Pymes y autónomos, grandes damnificados de la pandemia

En esta crisis sanitaria sin precedente alguno a nivel global, y que según nuestros mayores e historiadores, es la situación más grave a la que se enfrenta la humanidad desde la II Guerra Mundial, los héroes, sin lugar a dudas, han sido y son nuestros sanitarios, nuestros transportistas, los miembros de nuestros FYCSE, personal de comercio minorista alimentación, personal sector primario… pero también quiero incluir a los gestores administrativos, y en mi caso, aunque sea una satisfacción íntima, personal y callada, quiero decir a viva voz que jamás me he sentido a nivel profesional, en los años que llevo en ejercicio de mi profesión, más útil y satisfecho en el ejercicio de la profesión, poniendo mis conocimientos, preparación y experiencia al servicio de autónomos y pymes que en ésta crisis sanitaria están sufriendo de manera especial el daño colateral que en su actividad económica está generando el COVID19.

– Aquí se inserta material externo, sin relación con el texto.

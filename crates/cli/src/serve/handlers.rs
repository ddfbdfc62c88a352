//! HTTP route handlers. Each one extracts claims and parameters, calls the
//! service under the request deadline, and serializes the result.

use std::str::FromStr;
use std::sync::Arc;

use axum::extract::rejection::JsonRejection;
use axum::extract::{Query, State};
use axum::http::StatusCode;
use axum::response::IntoResponse;
use axum::Json;
use publishing_service::DatasetProposalDto;
use publishing_storage::ProposalStatus;
use serde::Deserialize;
use tracing::debug;

use super::claims::Claims;
use super::error::{json_error, ApiError};
use super::state::AppState;

type Shared = State<Arc<AppState>>;

#[derive(Debug, Deserialize)]
pub(crate) struct NodeIdQuery {
    node_id: Option<String>,
}

#[derive(Debug, Deserialize)]
pub(crate) struct DeleteQuery {
    proposal_node_id: Option<String>,
}

#[derive(Debug, Deserialize)]
pub(crate) struct StatusQuery {
    status: Option<String>,
}

fn required(value: Option<String>, name: &str) -> Result<String, ApiError> {
    value
        .filter(|v| !v.trim().is_empty())
        .ok_or_else(|| ApiError::BadRequest(format!("missing required parameter: {name}")))
}

fn body<T>(payload: Result<Json<T>, JsonRejection>) -> Result<T, ApiError> {
    payload
        .map(|Json(value)| value)
        .map_err(|e| ApiError::BadRequest(format!("invalid request body: {}", e.body_text())))
}

/// Fallback handler for unmatched routes.
pub(crate) async fn handle_not_found() -> impl IntoResponse {
    json_error(StatusCode::NOT_FOUND, "not found")
}

/// GET /health
pub(crate) async fn handle_health() -> impl IntoResponse {
    let response = serde_json::json!({
        "status": "ok",
        "version": env!("CARGO_PKG_VERSION"),
    });
    (StatusCode::OK, Json(response))
}

// ── Catalog ──────────────────────────────────────────────────────────────────

/// GET /publishing/info
pub(crate) async fn handle_publishing_info(
    State(state): Shared,
    _claims: Claims,
) -> Result<impl IntoResponse, ApiError> {
    let info = state
        .within("get publishing info", state.service.get_publishing_info())
        .await?;
    Ok(Json(info))
}

/// GET /publishing/repositories
pub(crate) async fn handle_repositories(
    State(state): Shared,
    _claims: Claims,
) -> Result<impl IntoResponse, ApiError> {
    let repositories = state
        .within(
            "get publishing repositories",
            state.service.get_publishing_repositories(),
        )
        .await?;
    Ok(Json(repositories))
}

/// GET /publishing/questions
pub(crate) async fn handle_questions(
    State(state): Shared,
    _claims: Claims,
) -> Result<impl IntoResponse, ApiError> {
    let questions = state
        .within("get proposal questions", state.service.get_proposal_questions())
        .await?;
    Ok(Json(questions))
}

// ── Proposals (author) ───────────────────────────────────────────────────────

/// GET /publishing/proposal
pub(crate) async fn handle_list_proposals(
    State(state): Shared,
    claims: Claims,
) -> Result<impl IntoResponse, ApiError> {
    let proposals = state
        .within(
            "get dataset proposals for user",
            state.service.get_dataset_proposals_for_user(claims.user_id),
        )
        .await?;
    Ok(Json(proposals))
}

/// POST /publishing/proposal
pub(crate) async fn handle_create_proposal(
    State(state): Shared,
    claims: Claims,
    payload: Result<Json<DatasetProposalDto>, JsonRejection>,
) -> Result<impl IntoResponse, ApiError> {
    let input = body(payload)?;
    debug!(user_id = claims.user_id, ?input, "create proposal request");
    let created = state
        .within(
            "create dataset proposal",
            state.service.create_dataset_proposal(claims.user_id, &input),
        )
        .await?;
    Ok((StatusCode::CREATED, Json(created)))
}

/// PUT /publishing/proposal
///
/// The body must carry `ProposalNodeId`; the proposal is looked up under the
/// caller's user id.
pub(crate) async fn handle_update_proposal(
    State(state): Shared,
    claims: Claims,
    payload: Result<Json<DatasetProposalDto>, JsonRejection>,
) -> Result<impl IntoResponse, ApiError> {
    let update = body(payload)?;
    if update.proposal_node_id.trim().is_empty() {
        return Err(ApiError::BadRequest(
            "missing required field: ProposalNodeId".to_string(),
        ));
    }
    let node_id = update.proposal_node_id.as_str();

    let existing = state
        .within(
            "get dataset proposal",
            state.service.get_dataset_proposal(claims.user_id, node_id),
        )
        .await?;
    let updated = state
        .within(
            "update dataset proposal",
            state
                .service
                .update_dataset_proposal(claims.user_id, &existing, &update),
        )
        .await?;
    Ok(Json(updated))
}

/// DELETE /publishing/proposal?proposal_node_id=
pub(crate) async fn handle_delete_proposal(
    State(state): Shared,
    claims: Claims,
    Query(query): Query<DeleteQuery>,
) -> Result<impl IntoResponse, ApiError> {
    let node_id = required(query.proposal_node_id, "proposal_node_id")?;
    let proposal = state
        .within(
            "get dataset proposal",
            state.service.get_dataset_proposal(claims.user_id, &node_id),
        )
        .await?;
    state
        .within(
            "delete dataset proposal",
            state.service.delete_dataset_proposal(&proposal),
        )
        .await?;
    Ok(Json(proposal))
}

/// POST /publishing/proposal/submit?node_id=
pub(crate) async fn handle_submit_proposal(
    State(state): Shared,
    claims: Claims,
    Query(query): Query<NodeIdQuery>,
) -> Result<impl IntoResponse, ApiError> {
    let node_id = required(query.node_id, "node_id")?;
    let submitted = state
        .within(
            "submit dataset proposal",
            state
                .service
                .submit_dataset_proposal(claims.user_id, &node_id),
        )
        .await?;
    Ok(Json(submitted))
}

/// POST /publishing/proposal/withdraw?node_id=
pub(crate) async fn handle_withdraw_proposal(
    State(state): Shared,
    claims: Claims,
    Query(query): Query<NodeIdQuery>,
) -> Result<impl IntoResponse, ApiError> {
    let node_id = required(query.node_id, "node_id")?;
    let withdrawn = state
        .within(
            "withdraw dataset proposal",
            state
                .service
                .withdraw_dataset_proposal(claims.user_id, &node_id),
        )
        .await?;
    Ok(Json(withdrawn))
}

// ── Submissions (publishing team) ────────────────────────────────────────────

/// GET /publishing/submission?status=
///
/// Lists the caller's workspace proposals in `status` (default SUBMITTED).
pub(crate) async fn handle_list_submissions(
    State(state): Shared,
    claims: Claims,
    Query(query): Query<StatusQuery>,
) -> Result<impl IntoResponse, ApiError> {
    let workspace = claims.publishing_workspace()?;
    let status = match query.status.as_deref() {
        None | Some("") => ProposalStatus::Submitted,
        Some(raw) => {
            ProposalStatus::from_str(raw).map_err(|e| ApiError::BadRequest(e.to_string()))?
        }
    };
    let listing = state
        .within(
            "get dataset proposals for workspace",
            state
                .service
                .get_dataset_proposals_for_workspace(workspace.node_id, status),
        )
        .await?;
    Ok(Json(listing))
}

/// POST /publishing/submission/accept?node_id=
pub(crate) async fn handle_accept_proposal(
    State(state): Shared,
    claims: Claims,
    Query(query): Query<NodeIdQuery>,
) -> Result<impl IntoResponse, ApiError> {
    let workspace = claims.publishing_workspace()?;
    let node_id = required(query.node_id, "node_id")?;
    let accepted = state
        .within(
            "accept dataset proposal",
            state
                .service
                .accept_dataset_proposal(workspace.id, &node_id),
        )
        .await?;
    Ok(Json(accepted))
}

/// POST /publishing/submission/reject?node_id=
pub(crate) async fn handle_reject_proposal(
    State(state): Shared,
    claims: Claims,
    Query(query): Query<NodeIdQuery>,
) -> Result<impl IntoResponse, ApiError> {
    let workspace = claims.publishing_workspace()?;
    let node_id = required(query.node_id, "node_id")?;
    let rejected = state
        .within(
            "reject dataset proposal",
            state
                .service
                .reject_dataset_proposal(workspace.id, &node_id),
        )
        .await?;
    Ok(Json(rejected))
}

Aunque sea residual el reconocimiento por parte de la sociedad y las autoridades públicas de nuestra aportación a superar la crisis sanitaria, económica y social que ha generado y sigue generando el COVID19, en mi interior ha crecido un orgullo y una satisfacción como gestor administrativo que se quedará marcado en mi corazón para siempre.

Se dice que en los momentos de extrema dificultad es cuando de verdad se pone a prueba a las personas. El COVID19 ha hecho que la relación entre los gestores administrativos que formamos la profesión se haya visto todavía más unida que nunca, y he visto y vivido cómo mis compañeros se entregaban literalmente las 24 horas del día por ayudar a los damnificados, dando lo mejor de ellos mismos por ayudar a las PYMES y autónomos y algo que quedará para siempre, ayudándonos entre nosotros.

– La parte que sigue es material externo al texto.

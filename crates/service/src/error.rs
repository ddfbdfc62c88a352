use publishing_notify::NotifyError;
use publishing_relational::RelationalError;
use publishing_storage::{ProposalStatus, StorageError};

/// Errors returned by [`PublishingService`](crate::PublishingService)
/// operations. Every variant names the operation that failed.
#[derive(Debug, thiserror::Error)]
pub enum ServiceError {
    #[error("{operation}: {what} not found")]
    NotFound {
        operation: &'static str,
        what: String,
    },

    /// A lookup expected to match one record matched several.
    #[error("{operation}: {what} matched {count} records")]
    AmbiguousResult {
        operation: &'static str,
        what: String,
        count: usize,
    },

    /// The proposal cannot take the requested step in its current state.
    #[error("{operation}: proposal {node_id} {reason}")]
    InvalidState {
        operation: &'static str,
        node_id: String,
        reason: String,
    },

    #[error("{operation}: {message}")]
    Validation {
        operation: &'static str,
        message: String,
    },

    /// The dataset provisioning composite operation failed.
    #[error("{operation}: external operation failed: {source}")]
    ExternalOperation {
        operation: &'static str,
        #[source]
        source: RelationalError,
    },

    #[error("{operation}: store error: {message}")]
    Store {
        operation: &'static str,
        message: String,
    },

    /// A conditional write lost a race with another writer.
    #[error("{operation}: proposal {node_id} was modified concurrently")]
    Conflict {
        operation: &'static str,
        node_id: String,
    },

    #[error("{operation}: timed out")]
    Timeout { operation: &'static str },
}

impl ServiceError {
    pub(crate) fn wrong_status(
        operation: &'static str,
        node_id: &str,
        actual: ProposalStatus,
        expected: ProposalStatus,
    ) -> Self {
        ServiceError::InvalidState {
            operation,
            node_id: node_id.to_string(),
            reason: format!("is {actual}, expected {expected}"),
        }
    }

    /// Client-caused errors (bad status, bad input) as opposed to
    /// infrastructure failures.
    pub fn is_client_error(&self) -> bool {
        matches!(
            self,
            ServiceError::InvalidState { .. } | ServiceError::Validation { .. }
        )
    }

    pub fn operation(&self) -> &'static str {
        match self {
            ServiceError::NotFound { operation, .. }
            | ServiceError::AmbiguousResult { operation, .. }
            | ServiceError::InvalidState { operation, .. }
            | ServiceError::Validation { operation, .. }
            | ServiceError::ExternalOperation { operation, .. }
            | ServiceError::Store { operation, .. }
            | ServiceError::Conflict { operation, .. }
            | ServiceError::Timeout { operation } => *operation,
        }
    }
}

/// Attach the failing operation's name to a leaf error.
pub(crate) trait During<T> {
    fn during(self, operation: &'static str) -> Result<T, ServiceError>;
}

impl<T> During<T> for Result<T, StorageError> {
    fn during(self, operation: &'static str) -> Result<T, ServiceError> {
        self.map_err(|e| match e {
            StorageError::NotFound { collection, key } => ServiceError::NotFound {
                operation,
                what: format!("{collection} {key}"),
            },
            StorageError::Ambiguous {
                collection,
                key,
                count,
            } => ServiceError::AmbiguousResult {
                operation,
                what: format!("{collection} {key}"),
                count,
            },
            StorageError::Conflict { node_id, .. } | StorageError::AlreadyExists { node_id, .. } => {
                ServiceError::Conflict { operation, node_id }
            }
            StorageError::Backend(message) => ServiceError::Store { operation, message },
        })
    }
}

impl<T> During<T> for Result<T, RelationalError> {
    fn during(self, operation: &'static str) -> Result<T, ServiceError> {
        self.map_err(|e| match e {
            RelationalError::UserNotFound { user_id } => ServiceError::NotFound {
                operation,
                what: format!("user {user_id}"),
            },
            RelationalError::OrganizationNotFound { key } => ServiceError::NotFound {
                operation,
                what: format!("organization {key}"),
            },
            other => ServiceError::Store {
                operation,
                message: other.to_string(),
            },
        })
    }
}

/// Failure of the notification step. Never returned from a service
/// operation; logged and dropped by the caller.
#[derive(Debug, thiserror::Error)]
pub(crate) enum NotificationFailure {
    #[error("lookup failed: {0}")]
    Lookup(#[from] ServiceError),
    #[error(transparent)]
    Notify(#[from] NotifyError),
    #[error("timed out after {0:?}")]
    Timeout(std::time::Duration),
}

La sociedad en general, así como los hombres y mujeres que ejercen las actividades consideradas esenciales, están cumpliendo al pie de la letra lo establecido en las normas que con carácter diario nos van marcando nuestros dirigentes, mostrando una aptitud digna de alabo cívico y de un altísimo nivel de responsabilidad, y es justo lo que se demanda a los que nos dirigen y gobiernan nuestra nación, esto es, altura de civismo político, responsabilidad y eficacia en las medidas a adoptar.

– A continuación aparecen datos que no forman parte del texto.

//! PostgreSQL relational store.
//!
//! Global tables live in the `pennsieve` schema; per-organization tables
//! (datasets, contributors, dataset status, data use agreements) live in a
//! schema named after the organization id. Provisioning sets
//! `search_path` for the duration of its transaction only.

use async_trait::async_trait;
use publishing_storage::{DatasetProposalRecord, RepositoryRecord};
use sqlx::postgres::{PgPool, PgPoolOptions};
use sqlx::{Postgres, Transaction};
use tracing::{debug, error, info};
use uuid::Uuid;

use crate::error::{ProvisionStep, RelationalError};
use crate::record::{CreatedDataset, Dataset, Organization, Publisher, User};
use crate::traits::RelationalStore;

/// Permission bit granted to proposal owners in the publishing organization.
const GUEST_PERMISSION: i32 = 1;
const OWNER_ROLE: &str = "owner";

#[derive(Debug, Clone)]
pub struct PostgresConfig {
    pub url: String,
    pub max_connections: u32,
    /// Organization that receives datasets for accepted proposals.
    pub publishing_organization_id: i64,
    /// Slug of the workspace linked from acceptance emails.
    pub welcome_workspace_slug: String,
}

#[derive(Clone)]
pub struct PostgresStore {
    pool: PgPool,
    organization_id: i64,
    welcome_slug: String,
}

fn backend(context: &str, e: sqlx::Error) -> RelationalError {
    RelationalError::Backend(format!("{context}: {e}"))
}

fn failed(step: ProvisionStep) -> impl Fn(sqlx::Error) -> RelationalError {
    move |e| RelationalError::step(step, e.to_string())
}

impl PostgresStore {
    pub async fn connect(config: &PostgresConfig) -> Result<Self, RelationalError> {
        info!(
            organization_id = config.publishing_organization_id,
            "connecting to relational store"
        );
        let pool = PgPoolOptions::new()
            .max_connections(config.max_connections)
            .connect(&config.url)
            .await
            .map_err(|e| backend("connect", e))?;
        Ok(Self::from_pool(
            pool,
            config.publishing_organization_id,
            &config.welcome_workspace_slug,
        ))
    }

    pub fn from_pool(pool: PgPool, organization_id: i64, welcome_slug: &str) -> Self {
        Self {
            pool,
            organization_id,
            welcome_slug: welcome_slug.to_string(),
        }
    }

    async fn fetch_user(
        tx: &mut Transaction<'_, Postgres>,
        user_id: i64,
    ) -> Result<Option<User>, sqlx::Error> {
        sqlx::query_as::<_, User>(
            r#"
            SELECT id::bigint AS id, node_id, first_name, last_name, email
            FROM pennsieve.users
            WHERE id = $1
            "#,
        )
        .bind(user_id)
        .fetch_optional(&mut **tx)
        .await
    }

    async fn find_contributor(
        tx: &mut Transaction<'_, Postgres>,
        user_id: i64,
    ) -> Result<Option<i64>, sqlx::Error> {
        sqlx::query_scalar::<_, i64>(
            "SELECT id::bigint FROM contributors WHERE user_id = $1 LIMIT 1",
        )
        .bind(user_id)
        .fetch_optional(&mut **tx)
        .await
    }

    /// The provisioning steps. Any `Err` leaves `tx` uncommitted.
    async fn provision(
        &self,
        tx: &mut Transaction<'_, Postgres>,
        proposal: &DatasetProposalRecord,
    ) -> Result<CreatedDataset, RelationalError> {
        sqlx::query(&format!(
            "SET LOCAL search_path = \"{}\", pennsieve",
            self.organization_id
        ))
        .execute(&mut **tx)
        .await
        .map_err(|e| backend("set search path", e))?;

        let user = Self::fetch_user(tx, proposal.user_id)
            .await
            .map_err(failed(ProvisionStep::ResolveUser))?
            .ok_or_else(|| {
                RelationalError::step(
                    ProvisionStep::ResolveUser,
                    format!("user {} does not exist", proposal.user_id),
                )
            })?;
        debug!(user_id = user.id, "resolved proposal owner");

        let organization = sqlx::query_as::<_, Organization>(
            r#"
            SELECT id::bigint AS id, node_id, name, slug
            FROM pennsieve.organizations
            WHERE id = $1
            "#,
        )
        .bind(self.organization_id)
        .fetch_optional(&mut **tx)
        .await
        .map_err(failed(ProvisionStep::ResolveOrganization))?
        .ok_or_else(|| {
            RelationalError::step(
                ProvisionStep::ResolveOrganization,
                format!("organization {} does not exist", self.organization_id),
            )
        })?;

        sqlx::query(
            r#"
            INSERT INTO pennsieve.organization_user (organization_id, user_id, permission_bit)
            VALUES ($1, $2, $3)
            ON CONFLICT (organization_id, user_id) DO NOTHING
            "#,
        )
        .bind(organization.id)
        .bind(user.id)
        .bind(GUEST_PERMISSION)
        .execute(&mut **tx)
        .await
        .map_err(failed(ProvisionStep::AddGuestMembership))?;

        let status_id = sqlx::query_scalar::<_, i32>(
            "SELECT id FROM dataset_status ORDER BY id LIMIT 1",
        )
        .fetch_optional(&mut **tx)
        .await
        .map_err(failed(ProvisionStep::ResolveDatasetStatus))?
        .ok_or_else(|| {
            RelationalError::step(
                ProvisionStep::ResolveDatasetStatus,
                "organization has no dataset status",
            )
        })?;

        let agreement_id = sqlx::query_scalar::<_, i32>(
            "SELECT id FROM data_use_agreements WHERE is_default = true LIMIT 1",
        )
        .fetch_optional(&mut **tx)
        .await
        .map_err(failed(ProvisionStep::ResolveDataUseAgreement))?
        .ok_or_else(|| {
            RelationalError::step(
                ProvisionStep::ResolveDataUseAgreement,
                "organization has no default data use agreement",
            )
        })?;

        let dataset = sqlx::query_as::<_, Dataset>(
            r#"
            INSERT INTO datasets
                (name, node_id, state, description, status_id,
                 automatically_process_packages, license, tags, data_use_agreement_id)
            VALUES ($1, $2, 'READY', '', $3, false, '', '{}', $4)
            RETURNING id::bigint AS id, node_id, name
            "#,
        )
        .bind(&proposal.name)
        .bind(format!("N:dataset:{}", Uuid::new_v4()))
        .bind(status_id)
        .bind(agreement_id)
        .fetch_one(&mut **tx)
        .await
        .map_err(failed(ProvisionStep::CreateDataset))?;
        debug!(dataset_id = dataset.id, node_id = %dataset.node_id, "created dataset");

        let contributor_id = match Self::find_contributor(tx, user.id)
            .await
            .map_err(failed(ProvisionStep::AddContributor))?
        {
            Some(id) => id,
            None => sqlx::query_scalar::<_, i64>(
                r#"
                INSERT INTO contributors (first_name, last_name, email, user_id)
                VALUES ($1, $2, $3, $4)
                RETURNING id::bigint
                "#,
            )
            .bind(&user.first_name)
            .bind(&user.last_name)
            .bind(&user.email)
            .bind(user.id)
            .fetch_one(&mut **tx)
            .await
            .map_err(failed(ProvisionStep::AddContributor))?,
        };

        sqlx::query(
            r#"
            INSERT INTO dataset_contributor (dataset_id, contributor_id, contributor_order)
            VALUES ($1, $2, 1)
            "#,
        )
        .bind(dataset.id)
        .bind(contributor_id)
        .execute(&mut **tx)
        .await
        .map_err(failed(ProvisionStep::AttachContributor))?;

        sqlx::query("INSERT INTO dataset_user (dataset_id, user_id, role) VALUES ($1, $2, $3)")
            .bind(dataset.id)
            .bind(user.id)
            .bind(OWNER_ROLE)
            .execute(&mut **tx)
            .await
            .map_err(failed(ProvisionStep::AddOwner))?;

        Ok(CreatedDataset {
            user,
            organization,
            dataset,
        })
    }
}

#[async_trait]
impl RelationalStore for PostgresStore {
    async fn get_proposal_user(&self, user_id: i64) -> Result<User, RelationalError> {
        sqlx::query_as::<_, User>(
            "SELECT id::bigint AS id, node_id, first_name, last_name, email FROM pennsieve.users WHERE id = $1",
        )
        .bind(user_id)
        .fetch_optional(&self.pool)
        .await
        .map_err(|e| backend("get user", e))?
        .ok_or(RelationalError::UserNotFound { user_id })
    }

    async fn get_repository_workspace(
        &self,
        repository: &RepositoryRecord,
    ) -> Result<Organization, RelationalError> {
        sqlx::query_as::<_, Organization>(
            "SELECT id::bigint AS id, node_id, name, slug FROM pennsieve.organizations WHERE node_id = $1",
        )
        .bind(&repository.organization_node_id)
        .fetch_optional(&self.pool)
        .await
        .map_err(|e| backend("get repository workspace", e))?
        .ok_or_else(|| RelationalError::OrganizationNotFound {
            key: repository.organization_node_id.clone(),
        })
    }

    async fn get_publishing_team(
        &self,
        repository: &RepositoryRecord,
    ) -> Result<Vec<Publisher>, RelationalError> {
        sqlx::query_as::<_, Publisher>(
            r#"
            SELECT
                o.id::bigint AS workspace_id,
                o.node_id AS workspace_node_id,
                o.name AS workspace_name,
                ot.team_id::bigint AS team_id,
                t.name AS team_name,
                tu.user_id::bigint AS user_id,
                u.first_name || ' ' || u.last_name AS user_name,
                u.email AS email_address
            FROM pennsieve.organizations o
            JOIN pennsieve.organization_team ot ON o.id = ot.organization_id
            JOIN pennsieve.teams t ON ot.team_id = t.id
            JOIN pennsieve.team_user tu ON t.id = tu.team_id
            JOIN pennsieve.users u ON tu.user_id = u.id
            JOIN pennsieve.organization_user ou
                ON u.id = ou.user_id AND o.id = ou.organization_id
            WHERE o.node_id = $1
              AND ot.system_team_type = 'publishers'
            "#,
        )
        .bind(&repository.organization_node_id)
        .fetch_all(&self.pool)
        .await
        .map_err(|e| backend("get publishing team", e))
    }

    async fn get_welcome_workspace(&self) -> Result<Organization, RelationalError> {
        sqlx::query_as::<_, Organization>(
            "SELECT id::bigint AS id, node_id, name, slug FROM pennsieve.organizations WHERE slug = $1",
        )
        .bind(&self.welcome_slug)
        .fetch_optional(&self.pool)
        .await
        .map_err(|e| backend("get welcome workspace", e))?
        .ok_or_else(|| RelationalError::OrganizationNotFound {
            key: self.welcome_slug.clone(),
        })
    }

    async fn create_dataset_for_accepted_proposal(
        &self,
        proposal: &DatasetProposalRecord,
    ) -> Result<CreatedDataset, RelationalError> {
        let mut tx = self
            .pool
            .begin()
            .await
            .map_err(|e| backend("begin transaction", e))?;

        // Dropping `tx` on an error path rolls the transaction back.
        let created = match self.provision(&mut tx, proposal).await {
            Ok(created) => created,
            Err(e) => {
                error!(
                    user_id = proposal.user_id,
                    node_id = %proposal.node_id,
                    error = %e,
                    "dataset provisioning rolled back"
                );
                return Err(e);
            }
        };

        tx.commit()
            .await
            .map_err(|e| RelationalError::step(ProvisionStep::AddOwner, format!("commit: {e}")))?;
        info!(
            user_id = created.user.id,
            dataset_node_id = %created.dataset.node_id,
            "provisioned dataset for accepted proposal"
        );
        Ok(created)
    }
}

Nosotros, gestores administrativos de profesión, estamos en primera línea en contacto con PYMES y autónomos, que son los grandes damnificados de las secuelas económicas que está generando el COVID19, y que en España, hay que recalcar y nunca olvidar, las pymes y las microempresas acaparan el 53,3 % de los puestos de trabajo y los autónomos el 12,5 %, y de éstas PYMES y autónomos; teniendo la inmensa mayoría contratados los servicios de asesoría en despachos profesionales externos.  En Andalucía se han presentado 100.000 ERTE que afectan a más de medio millón de trabajadores, lo que da una idea de la acumulación de tareas y carga de trabajo sin precedentes a los que hemos tenido que hacer frente en nuestros despachos profesionales, y todo ello unido a la tramitación de expedientes de ayudas por cese de actividad, aplazamientos de impuestos, ayudas autonómicas, etc. Jornadas de trabajo maratonianas e interminables.

Conocedores de los problemas de nuestros clientes PYMES y autónomos damnificados, desde el inicio de la crisis COVID19 no hemos cesado en demandar a nuestro gobierno de la nación, políticas de ayudas económicas tendentes a paliar el impacto de la crisis, y si bien en parte dichas medidas solicitadas han sido atendidas, es muy importante que sean conscientes del papel que desempañamos los gestores administrativos para afrontar la crisis COVID19, como profesionales expertos en la materia, así como garantes y fieles conocedores de la realidad económica.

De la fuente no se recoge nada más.